Start of Dataset content
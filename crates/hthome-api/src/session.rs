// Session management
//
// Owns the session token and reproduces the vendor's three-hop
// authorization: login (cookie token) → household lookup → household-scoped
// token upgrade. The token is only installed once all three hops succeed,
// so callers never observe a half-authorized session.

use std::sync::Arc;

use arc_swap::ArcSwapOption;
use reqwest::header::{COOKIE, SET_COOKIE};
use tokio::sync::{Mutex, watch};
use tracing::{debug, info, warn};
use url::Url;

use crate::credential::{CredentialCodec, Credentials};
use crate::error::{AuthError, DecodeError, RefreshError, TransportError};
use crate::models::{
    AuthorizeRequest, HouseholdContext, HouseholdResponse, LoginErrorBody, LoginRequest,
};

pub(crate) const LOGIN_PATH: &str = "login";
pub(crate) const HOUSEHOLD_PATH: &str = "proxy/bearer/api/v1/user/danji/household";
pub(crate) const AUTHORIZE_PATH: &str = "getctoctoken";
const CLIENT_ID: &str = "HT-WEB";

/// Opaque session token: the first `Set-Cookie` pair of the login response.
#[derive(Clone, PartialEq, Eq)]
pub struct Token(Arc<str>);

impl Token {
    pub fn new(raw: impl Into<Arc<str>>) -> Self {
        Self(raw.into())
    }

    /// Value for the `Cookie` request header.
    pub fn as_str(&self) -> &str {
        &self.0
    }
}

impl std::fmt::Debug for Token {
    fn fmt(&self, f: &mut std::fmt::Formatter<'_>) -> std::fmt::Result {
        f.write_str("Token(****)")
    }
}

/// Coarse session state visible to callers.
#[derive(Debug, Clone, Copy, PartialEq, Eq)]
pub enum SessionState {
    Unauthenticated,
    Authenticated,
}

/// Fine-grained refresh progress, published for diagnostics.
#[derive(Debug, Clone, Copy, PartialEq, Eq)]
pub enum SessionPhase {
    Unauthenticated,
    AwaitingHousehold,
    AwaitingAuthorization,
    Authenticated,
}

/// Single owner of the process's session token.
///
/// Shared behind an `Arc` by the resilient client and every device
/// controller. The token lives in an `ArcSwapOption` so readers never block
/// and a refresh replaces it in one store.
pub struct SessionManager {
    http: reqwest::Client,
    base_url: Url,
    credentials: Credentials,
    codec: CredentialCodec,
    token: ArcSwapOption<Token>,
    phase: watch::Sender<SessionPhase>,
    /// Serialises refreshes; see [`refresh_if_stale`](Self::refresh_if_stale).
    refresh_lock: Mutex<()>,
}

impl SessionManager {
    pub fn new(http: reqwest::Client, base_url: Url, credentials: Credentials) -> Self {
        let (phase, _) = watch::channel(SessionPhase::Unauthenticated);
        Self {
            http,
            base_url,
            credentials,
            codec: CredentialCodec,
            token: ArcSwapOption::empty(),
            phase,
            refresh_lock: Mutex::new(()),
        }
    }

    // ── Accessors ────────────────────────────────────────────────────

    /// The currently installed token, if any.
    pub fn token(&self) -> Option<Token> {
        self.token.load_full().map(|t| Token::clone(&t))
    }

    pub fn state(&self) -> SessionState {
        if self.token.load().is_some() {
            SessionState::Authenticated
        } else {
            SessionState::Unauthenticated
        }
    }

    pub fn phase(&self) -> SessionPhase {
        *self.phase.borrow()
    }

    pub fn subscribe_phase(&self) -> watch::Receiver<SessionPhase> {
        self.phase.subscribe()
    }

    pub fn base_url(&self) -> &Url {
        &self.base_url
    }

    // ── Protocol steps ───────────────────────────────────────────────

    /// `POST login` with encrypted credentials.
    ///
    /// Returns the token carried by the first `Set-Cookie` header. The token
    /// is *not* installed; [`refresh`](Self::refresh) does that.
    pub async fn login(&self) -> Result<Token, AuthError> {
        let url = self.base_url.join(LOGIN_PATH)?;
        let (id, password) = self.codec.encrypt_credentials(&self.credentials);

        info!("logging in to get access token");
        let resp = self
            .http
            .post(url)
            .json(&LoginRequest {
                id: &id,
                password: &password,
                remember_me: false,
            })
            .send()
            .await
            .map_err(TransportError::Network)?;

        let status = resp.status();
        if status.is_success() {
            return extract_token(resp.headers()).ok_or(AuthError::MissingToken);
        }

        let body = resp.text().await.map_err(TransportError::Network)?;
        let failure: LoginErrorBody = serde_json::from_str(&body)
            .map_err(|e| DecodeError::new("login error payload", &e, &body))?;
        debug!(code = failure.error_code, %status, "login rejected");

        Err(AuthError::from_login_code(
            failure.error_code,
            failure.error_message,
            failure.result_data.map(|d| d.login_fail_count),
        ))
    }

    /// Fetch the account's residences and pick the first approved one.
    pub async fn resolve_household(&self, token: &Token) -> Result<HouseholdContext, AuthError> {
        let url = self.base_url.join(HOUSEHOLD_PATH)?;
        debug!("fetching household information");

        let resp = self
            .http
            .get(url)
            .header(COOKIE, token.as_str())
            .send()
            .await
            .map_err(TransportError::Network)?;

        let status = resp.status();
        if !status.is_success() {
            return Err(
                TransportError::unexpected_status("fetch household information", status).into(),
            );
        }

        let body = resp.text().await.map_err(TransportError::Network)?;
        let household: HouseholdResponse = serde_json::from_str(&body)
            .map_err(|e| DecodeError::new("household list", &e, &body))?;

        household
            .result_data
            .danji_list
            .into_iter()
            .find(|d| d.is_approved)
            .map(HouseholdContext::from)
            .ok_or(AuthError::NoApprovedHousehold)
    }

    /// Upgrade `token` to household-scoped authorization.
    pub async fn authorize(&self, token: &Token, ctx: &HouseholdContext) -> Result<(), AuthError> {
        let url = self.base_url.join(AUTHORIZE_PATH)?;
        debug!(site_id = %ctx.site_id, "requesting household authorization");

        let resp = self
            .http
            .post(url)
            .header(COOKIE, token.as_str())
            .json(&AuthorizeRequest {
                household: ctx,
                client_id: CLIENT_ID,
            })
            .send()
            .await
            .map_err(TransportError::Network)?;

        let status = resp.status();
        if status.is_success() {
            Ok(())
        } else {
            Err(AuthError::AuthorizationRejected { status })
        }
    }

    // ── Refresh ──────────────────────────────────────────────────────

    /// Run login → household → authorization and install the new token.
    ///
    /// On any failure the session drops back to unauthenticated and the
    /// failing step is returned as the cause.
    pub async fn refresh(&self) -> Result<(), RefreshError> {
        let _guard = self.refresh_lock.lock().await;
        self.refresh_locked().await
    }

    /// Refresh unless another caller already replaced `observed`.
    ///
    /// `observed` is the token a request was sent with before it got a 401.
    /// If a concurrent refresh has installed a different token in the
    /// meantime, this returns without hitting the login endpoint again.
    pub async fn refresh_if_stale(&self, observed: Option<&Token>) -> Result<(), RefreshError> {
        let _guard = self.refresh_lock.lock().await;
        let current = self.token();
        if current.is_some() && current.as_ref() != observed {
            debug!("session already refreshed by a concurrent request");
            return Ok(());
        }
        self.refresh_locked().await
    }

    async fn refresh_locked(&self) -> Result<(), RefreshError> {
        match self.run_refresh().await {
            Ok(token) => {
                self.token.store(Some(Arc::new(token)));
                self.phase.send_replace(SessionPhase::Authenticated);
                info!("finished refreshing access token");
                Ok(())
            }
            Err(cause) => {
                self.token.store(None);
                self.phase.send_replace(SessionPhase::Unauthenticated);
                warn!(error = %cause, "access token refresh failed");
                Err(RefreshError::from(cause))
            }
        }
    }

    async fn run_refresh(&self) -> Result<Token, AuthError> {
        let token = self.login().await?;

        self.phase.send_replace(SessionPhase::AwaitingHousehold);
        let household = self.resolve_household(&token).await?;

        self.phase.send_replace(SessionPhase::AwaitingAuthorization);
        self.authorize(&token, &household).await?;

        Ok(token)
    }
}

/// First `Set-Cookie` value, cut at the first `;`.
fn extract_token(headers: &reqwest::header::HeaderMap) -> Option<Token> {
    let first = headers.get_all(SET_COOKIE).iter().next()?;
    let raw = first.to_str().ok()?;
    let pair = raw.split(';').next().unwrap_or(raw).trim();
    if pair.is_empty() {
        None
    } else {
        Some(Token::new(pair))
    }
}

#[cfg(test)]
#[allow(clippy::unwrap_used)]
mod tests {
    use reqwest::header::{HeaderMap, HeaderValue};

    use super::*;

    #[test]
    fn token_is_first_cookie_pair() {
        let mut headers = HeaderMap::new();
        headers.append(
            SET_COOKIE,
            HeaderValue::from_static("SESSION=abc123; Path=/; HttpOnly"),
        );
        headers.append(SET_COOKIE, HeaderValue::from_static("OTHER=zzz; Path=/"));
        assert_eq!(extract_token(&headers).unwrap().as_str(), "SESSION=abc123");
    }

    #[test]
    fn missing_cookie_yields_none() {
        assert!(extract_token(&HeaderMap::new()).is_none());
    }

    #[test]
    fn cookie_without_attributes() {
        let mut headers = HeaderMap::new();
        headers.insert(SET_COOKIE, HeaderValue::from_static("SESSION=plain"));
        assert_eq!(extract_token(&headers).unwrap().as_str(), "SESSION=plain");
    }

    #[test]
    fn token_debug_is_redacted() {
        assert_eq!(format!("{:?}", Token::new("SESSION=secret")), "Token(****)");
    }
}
End of Dataset content
* [Work request] From the entries, copy every line in which the word "installed" occurs.

* [Written solution]
// token upgrade. The token is only installed once all three hops succeed,
    /// The currently installed token, if any.
    /// is *not* installed; [`refresh`](Self::refresh) does that.
    /// If a concurrent refresh has installed a different token in the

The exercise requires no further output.